Paulson shook his head. “The Indians get cheated on what they’re promised, and traders and political hacks make profits. Accepting the fact they fight back isn’t sympathy. It’s recognizing human nature.”
“Some say Indians aren’t human.”
“Hell,” Paulson scoffed. “A man’s a man.”
Above, Webster continued to sing Gary Owen to himself.
“Instead of spa, we’ll drink brown ale, and pay the reckoning on the nail, no man for debt shall go to jail—”
The song broke off into a scream.
“Webster!” Paulson scrambled for the rock formation’s summit.
Grant didn’t want to expose himself, but if the Indians were up top, he was as good as dead. Fighting offered the best chance to survive whether he liked it or not. He followed Paulson. Webster’s screams, meanwhile, took on an odd dwindling quality. Grant started up the cleft, pebbles from Paulson’s assent bouncing off his hat. He kept his finger off his rifle’s trigger so he didn’t accidentally shoot himself. That wouldn’t improve his odds any. Grant reached the summit at Paulson’s heels.
The top of the rock formation stood deserted.
Webster may as well have disappeared into thin air.
“Where the hell is he?” Incredulous, Grant rushed to the edge of the rock formation and peeked over the side. He had the sudden impression of an Indian lurking below with an arrow notched and pointed straight up, ready to perforate his skull from chin to crown.
“Anything?” Paulson asked.
“Nothing,” Grant replied. The imagined Indian was gone, a mirage born of anxiety. Only bits of Jack lay below, now black with flies. Grant turned to Paulson. “How could they have gotten up these walls? They’re sheer. And how’d they get Webster down so fast?”
Paulson’s face creased in thought, drawing his mouth into a grimace. “I don’t know, but it’ll be dark soon. We stay up here, back-to-back.”
The sun set; the stain of night spread across the sky, and a quarter moon rose to hold sway over all. The prairie took on an eldritch cast. It might have been a sea and the rock formation an island. Stars glittered indifferently overhead. Despite the heat of the day, the night took on a surprising chill that pushed comfort just beyond reach. The men knew cold. On some winter campaigns, they’d awake frozen to the ground. That didn’t make this night any more bearable, however. Cold always had teeth.

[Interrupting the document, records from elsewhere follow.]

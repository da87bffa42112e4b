use thiserror::Error;

#[derive(Error, Debug)]
pub enum ConfigError {
    #[error("Service version must be 37 or 38, got {0}")]
    InvalidServiceVersion(u32),
    #[error("Chunk size must be a positive integer")]
    InvalidChunkSize,
    #[error("Retry policy needs at least one attempt")]
    InvalidRetryPolicy,
    #[error(transparent)]
    Io(#[from] std::io::Error),
    #[error(transparent)]
    Toml(#[from] toml::de::Error),
}

#[derive(Error, Debug)]
pub enum AnnotateError {
    #[error(transparent)]
    Config(#[from] ConfigError),
    #[error("Annotation request for chunk {chunk} failed: {source}")]
    AnnotationRequest {
        chunk: usize,
        #[source]
        source: Box<AnnotateError>,
    },
    #[error("Presence lookup failed: {source}")]
    PresenceRequest {
        #[source]
        source: Box<AnnotateError>,
    },
    #[error("Malformed echoed input from annotation service: {0}")]
    MalformedEcho(String),
    #[error("Service answered {status}: {message}")]
    Service { status: u16, message: String },
    #[error(transparent)]
    Http(#[from] reqwest::Error),
    #[error(transparent)]
    Json(#[from] serde_json::Error),
}

impl AnnotateError {
    ///
    /// Error for a non-2xx answer. JSON bodies of the form `{"error": "..."}`
    /// are reduced to their message; anything else is kept as text.
    ///
    pub fn from_status(status: reqwest::StatusCode, body: &str) -> Self {
        let message = serde_json::from_str::<serde_json::Value>(body)
            .ok()
            .and_then(|v| v.get("error").and_then(|e| e.as_str()).map(str::to_string))
            .unwrap_or_else(|| body.trim().to_string());

        AnnotateError::Service {
            status: status.as_u16(),
            message,
        }
    }
}

pub type ConfigResult<T> = std::result::Result<T, ConfigError>;

pub type Result<T> = std::result::Result<T, AnnotateError>;

#[cfg(test)]
mod tests {
    use super::*;
    use reqwest::StatusCode;

    use pretty_assertions::assert_eq;
    use rstest::rstest;

    #[rstest]
    #[case(r#"{"error":"Could not find transcript ENST0"}"#, "Could not find transcript ENST0")]
    #[case("upstream timed out\n", "upstream timed out")]
    #[case(r#"{"detail": "nope"}"#, r#"{"detail": "nope"}"#)]
    fn test_from_status_message(#[case] body: &str, #[case] expected: &str) {
        let err = AnnotateError::from_status(StatusCode::BAD_REQUEST, body);
        match err {
            AnnotateError::Service { status, message } => {
                assert_eq!(status, 400);
                assert_eq!(message, expected);
            }
            other => panic!("unexpected error {other:?}"),
        }
    }
}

Grant and Paulson sat cross-legged, wrapped in Grant’s blanket. They held their rifles across their knees and their pistols in their hands. Grant wondered if the Indians would start lobbing arrows at them, but such a thing did not occur. They saw nothing moving in the dim moonlight, and the only sound was the wind.

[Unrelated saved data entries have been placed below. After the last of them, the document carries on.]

use thiserror::Error;

/// Error type for vcfplotein-core operations.
#[derive(Error, Debug)]
pub enum VcfError {
    #[error("Can't read VCF file: {0}")]
    FileReadError(String),

    #[error("Invalid POS field on line {line}: {value}")]
    InvalidPosition { line: usize, value: String },

    #[error(transparent)]
    Io(#[from] std::io::Error),
}

/// Result type alias for vcfplotein-core operations.
pub type Result<T> = std::result::Result<T, VcfError>;
use std::ffi::OsStr;
use std::fs::File;
use std::io::{BufReader, Read};
use std::path::Path;

use flate2::read::MultiGzDecoder;

use crate::errors::{Result, VcfError};

/// Buffer size used for VCF readers; annotated cohorts easily reach hundreds of MB.
const READER_CAPACITY: usize = 256 * 1024;

///
/// Get a reader for either a gzip'd or non-gzip'd file.
///
/// # Arguments
///
/// - path: path to the file to read
///
pub fn get_dynamic_reader(path: &Path) -> Result<BufReader<Box<dyn Read>>> {
    let is_gzipped = matches!(
        path.extension().and_then(OsStr::to_str),
        Some("gz") | Some("bgz")
    );
    let file = File::open(path)
        .map_err(|e| VcfError::FileReadError(format!("{}: {}", path.display(), e)))?;
    let file: Box<dyn Read> = match is_gzipped {
        true => Box::new(MultiGzDecoder::new(file)),
        false => Box::new(file),
    };

    Ok(BufReader::with_capacity(READER_CAPACITY, file))
}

Grant thought about Jack’s remains. Had Breckenridge and Webster been reduced to the same? One minute men, the next minute parts…
Grant grew thirstier and regretted finishing his canteen earlier that day. Remembering the sensation of gulping it empty increased his craving. One wasn’t supposed to gulp water, of course. A cavalry health pamphlet recommended swishing and spitting only. Apparently, one could die from drinking too much on the trail. Grant didn’t believe it, however. He had seen men follow that advice, taking along only a little water to stave off temptation, and ending up opening veins in their own arms to wet parched lips. Grant wasn’t to that point yet, but the desire to go down to the horses and grab a canteen was maddening. Such a thing would be foolhardy, yet he couldn’t stop thinking about that itch in the back of his throat. He tried to concentrate on something else, but the only other thing that filled his thoughts was finding Jack.